● WHAT YOU SHOULD DO: Those lines of the data that hold the word "entry" are to be copied out.

START EXERCISE DATA

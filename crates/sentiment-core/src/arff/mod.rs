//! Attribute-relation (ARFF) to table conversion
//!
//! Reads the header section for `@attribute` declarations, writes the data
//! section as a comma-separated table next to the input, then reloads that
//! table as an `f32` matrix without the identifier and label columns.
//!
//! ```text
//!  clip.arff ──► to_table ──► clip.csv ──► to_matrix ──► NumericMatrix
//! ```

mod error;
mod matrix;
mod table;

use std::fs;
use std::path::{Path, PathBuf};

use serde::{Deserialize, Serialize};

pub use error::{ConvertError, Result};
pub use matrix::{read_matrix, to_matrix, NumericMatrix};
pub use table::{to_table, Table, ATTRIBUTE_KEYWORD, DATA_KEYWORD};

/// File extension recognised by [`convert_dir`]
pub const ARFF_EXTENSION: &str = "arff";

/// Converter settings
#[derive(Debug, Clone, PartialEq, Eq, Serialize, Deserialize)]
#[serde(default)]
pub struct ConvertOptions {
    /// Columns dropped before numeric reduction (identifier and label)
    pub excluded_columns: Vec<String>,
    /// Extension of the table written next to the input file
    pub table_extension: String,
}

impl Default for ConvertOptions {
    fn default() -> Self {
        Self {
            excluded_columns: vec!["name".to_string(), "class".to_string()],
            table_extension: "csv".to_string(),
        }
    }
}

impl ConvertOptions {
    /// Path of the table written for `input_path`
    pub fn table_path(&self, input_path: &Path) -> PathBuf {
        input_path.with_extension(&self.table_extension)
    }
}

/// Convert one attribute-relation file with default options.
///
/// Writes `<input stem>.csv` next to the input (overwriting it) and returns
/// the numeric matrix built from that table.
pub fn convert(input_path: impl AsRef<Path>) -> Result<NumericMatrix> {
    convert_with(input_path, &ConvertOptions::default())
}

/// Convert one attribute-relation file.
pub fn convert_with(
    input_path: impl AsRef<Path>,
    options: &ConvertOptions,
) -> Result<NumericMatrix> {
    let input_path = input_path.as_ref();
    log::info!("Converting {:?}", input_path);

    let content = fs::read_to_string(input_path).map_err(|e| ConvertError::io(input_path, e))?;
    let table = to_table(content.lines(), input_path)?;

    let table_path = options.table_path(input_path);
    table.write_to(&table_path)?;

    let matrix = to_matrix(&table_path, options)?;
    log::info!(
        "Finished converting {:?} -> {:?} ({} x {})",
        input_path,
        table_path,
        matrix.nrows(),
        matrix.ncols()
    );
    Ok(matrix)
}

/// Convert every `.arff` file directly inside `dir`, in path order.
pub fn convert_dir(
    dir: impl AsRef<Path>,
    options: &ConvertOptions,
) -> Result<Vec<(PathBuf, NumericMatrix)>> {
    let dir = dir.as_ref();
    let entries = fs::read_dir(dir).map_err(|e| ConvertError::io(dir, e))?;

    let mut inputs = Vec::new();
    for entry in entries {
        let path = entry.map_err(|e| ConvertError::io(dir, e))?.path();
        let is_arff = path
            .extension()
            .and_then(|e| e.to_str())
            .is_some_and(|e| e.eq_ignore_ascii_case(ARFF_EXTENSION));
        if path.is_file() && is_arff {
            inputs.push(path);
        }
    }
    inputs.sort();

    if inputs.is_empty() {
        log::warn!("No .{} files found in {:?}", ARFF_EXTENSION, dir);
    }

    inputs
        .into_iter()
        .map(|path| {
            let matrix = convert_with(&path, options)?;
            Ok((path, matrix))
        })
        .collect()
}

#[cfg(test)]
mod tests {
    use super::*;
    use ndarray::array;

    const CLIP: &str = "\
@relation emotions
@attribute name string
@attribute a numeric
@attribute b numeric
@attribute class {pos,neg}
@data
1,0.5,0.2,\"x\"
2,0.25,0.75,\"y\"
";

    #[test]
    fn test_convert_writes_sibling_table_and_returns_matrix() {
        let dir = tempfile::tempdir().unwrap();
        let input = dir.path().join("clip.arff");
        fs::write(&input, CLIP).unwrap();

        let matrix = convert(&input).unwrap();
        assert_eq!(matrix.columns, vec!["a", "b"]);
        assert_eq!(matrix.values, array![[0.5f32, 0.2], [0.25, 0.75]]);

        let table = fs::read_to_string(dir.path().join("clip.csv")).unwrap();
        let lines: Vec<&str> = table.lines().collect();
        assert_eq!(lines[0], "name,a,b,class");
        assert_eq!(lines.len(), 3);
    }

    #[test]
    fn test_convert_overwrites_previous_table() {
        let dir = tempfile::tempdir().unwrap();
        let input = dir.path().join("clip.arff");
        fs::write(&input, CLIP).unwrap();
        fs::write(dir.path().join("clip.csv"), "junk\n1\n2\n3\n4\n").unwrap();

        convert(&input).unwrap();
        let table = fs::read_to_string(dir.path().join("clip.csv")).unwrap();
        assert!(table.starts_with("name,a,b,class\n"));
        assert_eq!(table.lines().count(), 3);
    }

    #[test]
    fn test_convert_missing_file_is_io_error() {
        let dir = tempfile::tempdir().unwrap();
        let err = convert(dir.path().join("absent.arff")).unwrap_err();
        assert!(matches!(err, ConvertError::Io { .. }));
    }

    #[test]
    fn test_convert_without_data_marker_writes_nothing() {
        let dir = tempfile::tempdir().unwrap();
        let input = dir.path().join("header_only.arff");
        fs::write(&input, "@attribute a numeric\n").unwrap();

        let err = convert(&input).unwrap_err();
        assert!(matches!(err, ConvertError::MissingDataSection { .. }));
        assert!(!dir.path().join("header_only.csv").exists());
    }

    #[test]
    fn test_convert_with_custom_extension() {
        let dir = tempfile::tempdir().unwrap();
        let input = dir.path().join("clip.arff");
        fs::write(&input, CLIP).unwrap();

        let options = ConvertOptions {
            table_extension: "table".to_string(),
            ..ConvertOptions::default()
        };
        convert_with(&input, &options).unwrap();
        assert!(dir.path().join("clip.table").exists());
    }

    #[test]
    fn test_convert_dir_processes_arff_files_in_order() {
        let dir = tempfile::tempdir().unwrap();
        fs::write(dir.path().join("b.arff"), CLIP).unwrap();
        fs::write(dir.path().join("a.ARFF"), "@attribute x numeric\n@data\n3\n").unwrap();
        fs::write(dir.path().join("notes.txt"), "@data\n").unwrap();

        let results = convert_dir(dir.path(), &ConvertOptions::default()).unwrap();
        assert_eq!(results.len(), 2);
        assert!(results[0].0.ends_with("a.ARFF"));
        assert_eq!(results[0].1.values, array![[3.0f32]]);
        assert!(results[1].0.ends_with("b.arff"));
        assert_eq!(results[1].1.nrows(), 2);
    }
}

END EXERCISE DATA

● ANSWER FOR THE TASK:
    for entry in entries {
        let path = entry.map_err(|e| ConvertError::io(dir, e))?.path();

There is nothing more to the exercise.